The first is the one you hear from friends and, if you have a good one, your medical team. That message is, “You’re ill; listen to your body; don’t overdo it; rest.” For some of us, maybe all of us, we find that advice difficult to follow. The moment I have any energy at all, I expend it totally, doing as much as I can before getting so tired, I am forced to rest. I have only just worked out why this is.
You see, there is another message that’s even stronger, because it is a constant and consistent message. It is a message we start receiving as soon as we’re old enough to understand illness and health and it’s repeated again and again until it is absorbed totally and is too strong to be overridden by advice we know to be logical and sensible.

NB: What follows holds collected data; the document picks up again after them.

//! Vision and minimap projection engine for the tactical map dashboard.
//!
//! Builds the friendly vision map each frame and maps between world, main
//! viewport and minimap coordinates when [`run_frame`] is invoked.

mod entity;
mod fog_mask;
mod overlay;
pub mod projection;
mod vision;
pub mod vision_cone;
pub mod vision_config;
pub mod vision_systems;

use std::sync::Arc;

use bevy::prelude::*;

pub use entity::{
    Alliance, EntityId, EntityRecord, EntityStatus, EntityStore, FeedError, PositionFields,
};
pub use fog_mask::{cell_center, FogMask, FOGGED, REVEALED};
pub use overlay::FogToggleState;
pub use projection::{
    hit_test, minimap_to_world, viewport_rect, world_to_minimap, CameraState, MapBounds,
    MinimapGeometry, MinimapRect, PixelExtent,
};
pub use vision::{
    build_vision_map, is_visible, AssetKind, VisionCircle, VisionMap, VisionRadiusResolver,
};
pub use vision_cone::{build_vision_cones, VisionCone, VisionConeProfile, VisionConeTable};
pub use vision_config::{
    load_vision_config_from_env, VisionConfig, VisionConfigError, VisionConfigHandle,
    VisionConfigMetadata, VisionRadiusTable,
};
pub use vision_systems::{CanvasSize, FrameTick, MinimapFrame, MinimapMarker, VisionCones};

/// Construct a Bevy [`App`] with configuration resolved from the environment.
pub fn build_headless_app() -> App {
    let (config, metadata) = load_vision_config_from_env();
    let mut app = build_app_with_config(config);
    app.insert_resource(metadata);
    app
}

/// Construct a Bevy [`App`] running the vision pipeline with the given configuration.
pub fn build_app_with_config(config: Arc<VisionConfig>) -> App {
    let mut app = App::new();

    let toggles = FogToggleState::from_defaults(&config.overlays);

    app.insert_resource(VisionConfigHandle::new(config))
        .insert_resource(VisionConfigMetadata::new(None))
        .insert_resource(EntityStore::default())
        .insert_resource(CameraState::default())
        .insert_resource(CanvasSize::default())
        .insert_resource(toggles)
        .insert_resource(VisionMap::default())
        .insert_resource(VisionCones::default())
        .insert_resource(FogMask::default())
        .insert_resource(MinimapFrame::default())
        .insert_resource(FrameTick::default())
        .add_plugins(MinimalPlugins)
        .add_systems(
            Update,
            (
                vision_systems::rebuild_vision_map,
                vision_systems::rebuild_vision_cones,
                vision_systems::rebuild_fog_mask.run_if(overlay::fog_enabled),
                vision_systems::clear_fog_mask.run_if(overlay::fog_disabled),
                vision_systems::update_minimap_frame.run_if(overlay::minimap_enabled),
                vision_systems::clear_minimap_frame.run_if(overlay::minimap_disabled),
                vision_systems::advance_frame,
            )
                .chain(),
        );

    app
}

/// Execute a single frame.
///
/// Each call processes the chained systems configured in [`build_app_with_config`]
/// (circles → cones → fog mask → minimap frame → frame increment). Passes whose
/// toggle is off clear their output instead of computing it.
pub fn run_frame(app: &mut App) {
    app.update();
}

This is the message from story.
Injury and sickness happen in story too. Heroes are injured and heroines fall sick. So too do the supporting cast. But here’s the difference in the way they deal with it.
The heroes carry on; they don’t give in. They struggle against their infirmities, walking across the Russian Steppes, losing toes to frostbite; they climb the Cliffs of Naverone despite having had only four hours sleep in three days; they pursue the villain despite the infected wound in their chest. They don’t give in to their bodies; they triumph in the battle of mind over matter.
But, what of those characters who do “give in” to their illnesses? They are often seen as weak, or as figures to be pitied – sometimes even to be ridiculed. Here is one such character: “She had become so much addicted to invalidism that, unless some attractive entertainment was offered her, she spent the better part of her days reclining gracefully upon a sofa; a table beside her crowded with bottles and phials containing any paregoric or restorative recommended to her by her friends or by the maker’s advertisement.”
Ignoring the body’s need for rest and recovery is seen as heroic; honouring this need is seen as weak and silly. This view is pervasive throughout every genre of fiction. There can be no story without challenges and so injury and ill-health is just another challenge to be overcome by the hero.
Real life is different. We remember Florence Nightingale as the founder of modern nursing. What many of us do not know is that, aged 35, she contracted Brucellosis in the Crimea, and never fully recovered; remaining bed-bound for the rest of her long life. These days, we would say she had ME.
So, for those of who live with ill-health, let’s not be ashamed. Stories are fiction and we must treat them like fiction. Ill health does not make us morally weak or a figure of fun; it should not even make us the target of pity. Ill-health is our own challenge, but we must deal with it sensibly and logically – and leave the heroics to books and film.